Fénelon, accusé de quiétisme, rappelle-t-il, avait avec lui les Jésuites (qui pourtant avaient condamné le quiétisme de Molinos), et contre lui non seulement Bossuet, mais aussi les jansénistes. Or les lettres de la sainte comprennent des "éléments de langage" empruntés au jansénisme. Par exemple lorsqu'elle déplore que le roi n'ait pas de bon conseiller spirituel (une attaque contre le Père La Chaise), ou critique le RP Guilloré (un adversaire de son confesseur). Le confesseur provoque à dessein et en des termes grossiers dès sa deuxième lettre de 1693 des prises de position de la sainte sur le quiétisme : "Demandez à Dieu, je vous prie, s'il est glorifié d'une dévotion qu'on appelle intérieure, sans agir ni prier" (ce qui caricature le quiétisme). Il l'informe aussi des "choses infinies mais bien abominables de Mme Guyon". A quoi la sainte répond l'année suivante : "Je prie le Seigneur que les évêques et les savants puissent connaître jusqu'où peut aller toute la malice et la contagion du quiétisme, afin qu'ils y remédient. Il est temps que le Seigneur y mette la main". Les critiques des positions quiétistes se font de plus en plus dogmatiques sous la plume de la gyrovague, et le RP Brémond qui les prête sans hésiter à De Bray  ou à quelque autre scribe de son clan, les trouve aussi vulgaires que les fantasmes sexuels (notamment saphiques)  que la sainte est censée avoir au contact du démon.

Tout cela sent le mauvais roman, estime l'auteur jésuite, même s'il y a peut-être eu réellement au départ une jeune ascète et quelques lettres d'elle (recopiées plusieurs fois et modifiées). Mme de Maintenon, crédule (qui aurait d'ailleurs hérité d'un crucifix sculpté par la sainte après la mort du RP De Bray, avant qu'il ne devînt propriété des Dames du Sacré Coeur d'Amiens), s'y sera laissée tromper, pour le plus grand profit des adversaires de Fénelon.

Avant Brémond, le jésuite belge François-Xavier de Feller (1735-1802) dans son Dictionnaire Historique de 1818-20 avait présenté l'éditeur des lettres de 1787 comme un "des plus fanatiques saltimbanques de Saint-Médard" et citait la phrase de l'abbé Bérault selon laquelle pour les jansénistes "c'eût été effectivement un beau sujet de triomphe qu'une jeune Montmorency, qui se dérobe  toutes les grandeurs du siècle, et va s'enterrer dans un désert inconnu, pour s'y faire janséniste.
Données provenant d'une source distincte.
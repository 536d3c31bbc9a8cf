// src/config/validate.rs

use crate::blueprint::{
    AlertNode, Blueprint, BlueprintBuilder, CacheNode, Flapping, GroupBy, JoinNode, MapFn,
    MapReduceNode, NodeKind, OutputNode, ReduceFn, SourceNode, UnionNode, WindowNode,
    parse_duration,
};
use crate::config::model::{EngineConfig, PipelineFile, RawNode, RawNodeKind, RawPipelineFile};
use crate::errors::{EngineError, Result};
use crate::expr::Expression;
use crate::pipeline::compile;

impl TryFrom<RawPipelineFile> for PipelineFile {
    type Error = EngineError;

    fn try_from(raw: RawPipelineFile) -> std::result::Result<Self, Self::Error> {
        ensure_has_nodes(&raw)?;
        validate_engine_config(&raw.config)?;
        let blueprint = build_blueprint(&raw)?;

        // Graph-level checks (cycles, arity, parameter domains) live in the
        // compiler; running it here makes a loaded file ready to start.
        compile(&blueprint, &raw.config)?;

        Ok(PipelineFile {
            config: raw.config,
            blueprint,
        })
    }
}

fn ensure_has_nodes(raw: &RawPipelineFile) -> Result<()> {
    if raw.name.trim().is_empty() {
        return Err(EngineError::ConfigError(
            "pipeline `name` must not be empty".to_string(),
        ));
    }
    if raw.node.is_empty() {
        return Err(EngineError::ConfigError(
            "pipeline must contain at least one [node.<id>] section".to_string(),
        ));
    }
    Ok(())
}

pub(crate) fn validate_engine_config(cfg: &EngineConfig) -> Result<()> {
    if cfg.queue_capacity == 0 {
        return Err(EngineError::ConfigError(
            "[config].queue_capacity must be >= 1 (got 0)".to_string(),
        ));
    }
    if cfg.join_horizon == 0 {
        return Err(EngineError::ConfigError(
            "[config].join_horizon must be >= 1 (got 0)".to_string(),
        ));
    }
    if cfg.window_horizon == Some(0) {
        return Err(EngineError::ConfigError(
            "[config].window_horizon must be >= 1 when set (got 0)".to_string(),
        ));
    }
    if cfg.alert_history < 2 {
        return Err(EngineError::ConfigError(format!(
            "[config].alert_history must be >= 2 (got {})",
            cfg.alert_history
        )));
    }
    Ok(())
}

fn build_blueprint(raw: &RawPipelineFile) -> Result<Blueprint> {
    let mut builder = BlueprintBuilder::new(raw.name.clone());
    for (id, node) in raw.node.iter() {
        check_keys(id, node)?;
        let kind = node_kind(id, node)?;
        let inputs: Vec<&str> = node.from.iter().map(String::as_str).collect();
        builder = builder.node(id, kind, &inputs);
    }
    Ok(builder.build())
}

fn allowed_keys(kind: RawNodeKind) -> &'static [&'static str] {
    match kind {
        RawNodeKind::Source => &["measurement", "query", "period", "group_by", "where"],
        RawNodeKind::Window => &["period", "every", "group_by"],
        RawNodeKind::Join => &["as", "on", "rename", "name", "horizon"],
        RawNodeKind::Union => &["name"],
        RawNodeKind::MapReduce => &["map", "reduce", "field", "expr", "alias"],
        RawNodeKind::Alert => &["predicate", "flapping", "history", "post"],
        RawNodeKind::Cache | RawNodeKind::Output => &["name"],
    }
}

fn check_keys(id: &str, node: &RawNode) -> Result<()> {
    let allowed = allowed_keys(node.kind);
    for key in node.present_keys() {
        if !allowed.contains(&key) {
            return Err(EngineError::ConfigError(format!(
                "node '{}' of kind {:?} does not accept `{}`",
                id, node.kind, key
            )));
        }
    }
    Ok(())
}

fn required<'a>(id: &str, value: &'a Option<String>, key: &str) -> Result<&'a str> {
    value.as_deref().ok_or_else(|| {
        EngineError::ConfigError(format!("node '{id}' is missing required `{key}`"))
    })
}

fn expression(id: &str, key: &str, text: &str) -> Result<Expression> {
    Expression::parse(text).map_err(|e| {
        EngineError::ConfigError(format!("node '{id}' has an invalid `{key}` expression: {e}"))
    })
}

fn group_by(node: &RawNode) -> Result<GroupBy> {
    match &node.group_by {
        Some(terms) => GroupBy::from_terms(terms),
        None => Ok(GroupBy::default()),
    }
}

fn node_kind(id: &str, node: &RawNode) -> Result<NodeKind> {
    let kind = match node.kind {
        RawNodeKind::Source => NodeKind::Source(SourceNode {
            measurement: node.measurement.clone(),
            query: node.query.clone(),
            period: node.period.as_deref().map(parse_duration).transpose()?,
            group_by: group_by(node)?,
            filter: node
                .filter
                .as_deref()
                .map(|text| expression(id, "where", text))
                .transpose()?,
        }),
        RawNodeKind::Window => NodeKind::Window(WindowNode {
            period: parse_duration(required(id, &node.period, "period")?)?,
            every: node.every.as_deref().map(parse_duration).transpose()?,
            group_by: group_by(node)?,
        }),
        RawNodeKind::Join => NodeKind::Join(JoinNode {
            aliases: node.aliases.clone().unwrap_or_default(),
            on: node.on.clone().unwrap_or_default(),
            rename: node.rename.clone().unwrap_or_default(),
            name: node.name.clone(),
            horizon: node.horizon,
        }),
        RawNodeKind::Union => NodeKind::Union(UnionNode {
            name: node.name.clone(),
        }),
        RawNodeKind::MapReduce => NodeKind::MapReduce(map_reduce(id, node)?),
        RawNodeKind::Alert => NodeKind::Alert(AlertNode {
            predicate: expression(id, "predicate", required(id, &node.predicate, "predicate")?)?,
            flapping: node.flapping.map(|[low, high]| Flapping { low, high }),
            history: node.history,
            post: node.post.clone(),
        }),
        RawNodeKind::Cache => NodeKind::Cache(CacheNode {
            name: node.name.clone(),
        }),
        RawNodeKind::Output => NodeKind::Output(OutputNode {
            name: required(id, &node.name, "name")?.to_string(),
        }),
    };
    Ok(kind)
}

fn map_reduce(id: &str, node: &RawNode) -> Result<MapReduceNode> {
    let map = match (node.map.as_deref(), node.expr.as_deref()) {
        (Some(_), Some(_)) => {
            return Err(EngineError::ConfigError(format!(
                "node '{id}' sets both `map` and `expr`"
            )));
        }
        (None, Some(text)) => MapFn::Expr(expression(id, "expr", text)?),
        (Some("count"), None) => MapFn::Count,
        (Some("identity") | None, None) => MapFn::Identity,
        (Some(other), None) => {
            return Err(EngineError::ConfigError(format!(
                "node '{id}' has unknown map function '{other}'"
            )));
        }
    };

    let reduce = match node.reduce.as_deref() {
        Some(text) => ReduceFn::parse(text)?,
        None => match map {
            MapFn::Count => ReduceFn::Sum,
            MapFn::Expr(_) => ReduceFn::Identity,
            MapFn::Identity => {
                return Err(EngineError::ConfigError(format!(
                    "node '{id}' needs `reduce` (or `map = \"count\"` / `expr`)"
                )));
            }
        },
    };

    Ok(MapReduceNode {
        map,
        reduce,
        field: node.field.clone(),
        alias: node.alias.clone(),
    })
}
Mais qui serait assez dépourvu de bon sens pour croire à cette chimère ?" Cependant il estimait qu'on peut trier le bon grain de l'ivraie et trouver dans ses lettres le témoignage d'une réelle pureté de coeur de la Montmorency pénitente, ce que soulignaient aussi les revues catholiques des années 1840. L'article de Brémond en tout cas convainquit le spécialiste de Rousseau Pierre-Maurice Masson (1879-1916).

L'histoire souligne à nouveau le problème de  l'intermediation entre le/la mystique et son confesseur pour savoir ce qu'il se passait vraiment...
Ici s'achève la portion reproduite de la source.